Are you really sure you want your 100 yr old grandma that you left in the nursing home for the last 20 years to be a full code? Even though she has a peg tube, is on a ventilator and levophed, is getting dialysis everyday, has all four extremeties contracted, a very large unstagable decub on her butt that requires a urostomy AND a colonostomy, and hasn't been awake in 4 years?? So, You really want us to try and roll her to her back while her legs are curled up in the air and we can't pry her contracted arms away from her chest,, and then crack her ribs while we do CPR on her???

Since you want us to call and ask permission for EVERY SINGLE thing that we do to your mom, I am just calling to ask you if we can put her on a bedpan now or would you like her to crap on herself in the bed? (this after daughter threw a fit when we took a chest xray of her mom because she has pneumonia, copd, and chf.and we didn't call her to ask permission) And YES you ARE allowed to come in every other day and throw a fit with the nurses and managers and DEMAND that the CEO come to the room RIGHT NOW to straighten out exactly WHYYYY your mom is getting protonix 40mg IV every morning. That way the managers and CEO will already know you are whacked out when you complain about me trying to reposition your mom every two hours.

Yes, since you are CRAYZEE, you are allowed to throw pudding out your door and hit whoever happens to be walking by, and then blame it on them darn republicans.

Please let me clean out the fecal matter from your fingernails, and THEN you can scratch your crotch and pick your nose. . And then to daughter that comes in later and asks why there is poop under dad's fingernails,, well, daughter, you are certainly welcome to cut his nails, hospital policy keeps us from cutting them, and since dad refused, I cannot do it or else I could be charged with BATTERY like you said, remember? I certainly cannot do anything he doesn't want me to do for him. And cutting fingernails is not an RN specific job. You can do it, you can also give him an extra blanket since it's right there on the chair, quit calling me for little stuff like that, WHAT DO YOU DO WHEN YOU TAKE CARE OF HIM AT HOME? CALL 911 WHEN YOU NEED A GLASS OF WATER?? Then don't call me!!!
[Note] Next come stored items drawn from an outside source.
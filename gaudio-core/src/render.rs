// Symphonia
// Copyright (c) 2019-2022 The Project Symphonia Developers.
//
// This Source Code Form is subject to the terms of the Mozilla Public
// License, v. 2.0. If a copy of the MPL was not distributed with this
// file, You can obtain one at https://mozilla.org/MPL/2.0/.

//! The configured render pipeline (§4.6): pad-begin, trim-begin, decode+mix, fade-out, pad-end.

use crate::errors::Result;
use crate::sample::SampleFormat;
use crate::sbuf::SampleBuf;
use crate::stream::Stream;

/// Writes `n` frames of silence starting at `dst`'s current fill point and advances `filled`.
fn write_silence(dst: &mut SampleBuf, n: usize) {
    let start = dst.filled();
    for i in 0..n {
        for ch in 0..dst.channels() {
            dst.set_sample_scaled(start + i, ch as usize, 0.0);
        }
    }
    dst.set_filled(start + n);
}

fn decode_format(stream: &Stream) -> SampleFormat {
    stream.decode.as_ref().map(|d| d.sbuf.format()).unwrap_or(SampleFormat::S16)
}

/// Decodes `want` samples through the layout engine, mixes them, applies any overlapping
/// fade-out window, and appends the result to `dst`. Returns the number of samples produced,
/// which is `< want` only at end of stream.
fn decode_mix_chunk(stream: &mut Stream, dst: &mut SampleBuf, want: usize, fade: Option<(u64, u64)>) -> Result<usize> {
    if want == 0 {
        return Ok(0);
    }

    let format = decode_format(stream);
    let channels = stream.mixer.output_channels();
    let mut scratch = SampleBuf::new(format, channels, want);

    let produced = stream.decode_layout(&mut scratch)?;
    if produced == 0 {
        return Ok(0);
    }

    stream.mixer.process(&mut scratch, produced);

    if let Some((fade_pos, fade_duration)) = fade {
        scratch.fadeout(0, produced, fade_pos, fade_duration);
    }

    SampleBuf::copy_segments(dst, &mut scratch, produced);
    Ok(produced)
}

/// Runs the full pad/trim/body/fade/pad-end pipeline for one `render()` call, filling `dst` up
/// to its remaining capacity or until the stream is exhausted.
pub fn render_configured(stream: &mut Stream, dst: &mut SampleBuf) -> Result<usize> {
    let mut produced_total = 0;

    loop {
        if dst.filled() >= dst.capacity() {
            break;
        }
        let room = dst.capacity() - dst.filled();

        let ps = stream.play_state.ok_or_else(|| {
            crate::errors::GaError::Misuse("render_configured called before configure()")
        })?;

        // Step 1: pad-begin.
        if ps.pad_begin_left > 0 {
            let n = room.min(ps.pad_begin_left as usize);
            write_silence(dst, n);
            let ps = stream.play_state.as_mut().unwrap();
            ps.pad_begin_left -= n as u64;
            ps.play_position += n as u64;
            produced_total += n;
            continue;
        }

        // Step 2: trim-begin — decoded and discarded in one shot, contributing nothing to
        // `dst` or `play_position` (§4.6 step 2).
        if ps.trim_begin_left > 0 {
            stream.decode_and_discard(ps.trim_begin_left)?;
            stream.play_state.as_mut().unwrap().trim_begin_left = 0;
            continue;
        }

        let fade_start = ps.fade_start();
        let pad_end_start = ps.pad_end_start();

        // Step 3/4: body and fade-out, decoded together since they share the same underlying
        // stream position — the fade window is simply the tail of the body (§4.6 step 4).
        if ps.play_position < pad_end_start {
            let body_left = (pad_end_start - ps.play_position) as usize;
            let want = room.min(body_left);

            let fade = if ps.fade_duration > 0 && ps.play_position + want as u64 > fade_start {
                let fade_pos = ps.play_position.saturating_sub(fade_start);
                Some((fade_pos, ps.fade_duration))
            }
            else {
                None
            };

            let produced = decode_mix_chunk(stream, dst, want, fade)?;
            if produced == 0 {
                // Source ended earlier than the computed body duration (e.g. a probe's
                // num_samples was optimistic). Treat this the same as reaching the end.
                stream.mark_done();
                break;
            }

            let ps = stream.play_state.as_mut().unwrap();
            ps.play_position += produced as u64;
            if ps.play_position > fade_start {
                ps.fade_left = ps.pad_end_start().saturating_sub(ps.play_position);
            }
            produced_total += produced;
            continue;
        }

        // Step 5: pad-end.
        if !ps.play_forever && ps.play_position < ps.play_duration {
            let pad_end_left = (ps.play_duration - ps.play_position) as usize;
            let n = room.min(pad_end_left);
            write_silence(dst, n);
            stream.play_state.as_mut().unwrap().play_position += n as u64;
            produced_total += n;
            continue;
        }

        // Beyond the computed play_duration: a `play_forever` stream keeps decoding raw,
        // unfaded audio from the (possibly still-looping) underlying source indefinitely;
        // everything else is finished.
        if ps.play_forever {
            let produced = decode_mix_chunk(stream, dst, room, None)?;
            if produced == 0 {
                stream.mark_done();
                break;
            }
            stream.play_state.as_mut().unwrap().play_position += produced as u64;
            produced_total += produced;
            continue;
        }

        stream.mark_done();
        break;
    }

    Ok(produced_total)
}

#[cfg(test)]
mod tests {
    use super::*;
    use crate::channel::ChannelDescriptor;
    use crate::codec::{Codec, CodecFamily, CodecKind};
    use crate::decode_state::DecodeState;
    use crate::io::MemorySource;
    use crate::layout::{FlatLayout, Layout};
    use crate::stream::{PlayConfig, StreamState};
    use crate::units::TimeSpan;

    struct RampCodec;
    impl Codec for RampCodec {
        fn kind(&self) -> CodecKind {
            CodecKind::Frame
        }
        fn sample_format(&self, _stream: &StreamState) -> SampleFormat {
            SampleFormat::S16
        }
        fn family(&self) -> CodecFamily {
            CodecFamily::Other
        }
        fn frame_samples(&self) -> Option<u32> {
            None
        }
        fn decode_frame(&mut self, stream: &mut StreamState, dst: &mut SampleBuf) -> Result<()> {
            let remaining = stream.num_samples.saturating_sub(stream.current_sample);
            let n = (dst.capacity() as u64).min(remaining) as usize;
            for i in 0..n {
                for ch in 0..dst.channels() {
                    dst.set_sample_scaled(i, ch as usize, 1000.0);
                }
            }
            dst.set_filled(n);
            Ok(())
        }
        fn reset(&mut self) {}
    }

    fn make_stream(num_samples: u64) -> Stream {
        let mut state = StreamState::new(Box::new(MemorySource::new(vec![0; 16])), 1);
        state.num_samples = num_samples;
        state.sample_rate = 1000;
        state.channels = smallvec::smallvec![ChannelDescriptor::new(0)];
        state.loop_channels = state.channels.clone();
        let decode = DecodeState::new(SampleBuf::new(SampleFormat::S16, 1, 64));
        Stream::new_leaf(state, Box::new(RampCodec), decode, Layout::Flat(FlatLayout), 1, "ramp", "flat")
    }

    #[test]
    fn pad_begin_is_silence_then_body_follows() {
        let mut stream = make_stream(10);
        let mut config = PlayConfig::default();
        config.with_pad_begin(TimeSpan::Samples(3)).with_ignore_fade(true);
        stream.configure(config).unwrap();

        let mut dst = SampleBuf::new(SampleFormat::S16, 1, 13);
        let produced = render_configured(&mut stream, &mut dst).unwrap();

        assert_eq!(produced, 13);
        assert_eq!(dst.sample_scaled(0, 0), 0.0);
        assert_eq!(dst.sample_scaled(2, 0), 0.0);
        assert_eq!(dst.sample_scaled(3, 0), 1000.0);
    }

    #[test]
    fn trim_begin_consumes_without_output() {
        let mut stream = make_stream(10);
        let mut config = PlayConfig::default();
        config.with_trim_begin(TimeSpan::Samples(4)).with_ignore_fade(true);
        stream.configure(config).unwrap();

        let mut dst = SampleBuf::new(SampleFormat::S16, 1, 6);
        let produced = render_configured(&mut stream, &mut dst).unwrap();

        assert_eq!(produced, 6);
    }

    #[test]
    fn reports_done_after_play_duration() {
        let mut stream = make_stream(4);
        let mut config = PlayConfig::default();
        config.with_ignore_fade(true);
        stream.configure(config).unwrap();

        let mut dst = SampleBuf::new(SampleFormat::S16, 1, 4);
        render_configured(&mut stream, &mut dst).unwrap();
        assert!(stream.is_done());

        let mut dst2 = SampleBuf::new(SampleFormat::S16, 1, 4);
        let produced = stream.render(&mut dst2).unwrap();
        assert_eq!(produced, 0);
    }
}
Sure lady, as soon as I step out of the room, PUSH THE CALL LIGHT AGAIN!!!! I love you so much that I want to come back in FIVE SECONDS to give you another kleenex WHEN THE BOX IS IN YOUR HAND.

Please please please, crap again as soon as I am finished cleaning you, even though you are only 40 years old and can tell me that you need to poop and get up and walk to the commode, I WANT YOU TO CRAP ON YOURSELF, because I LOVE to clean it up.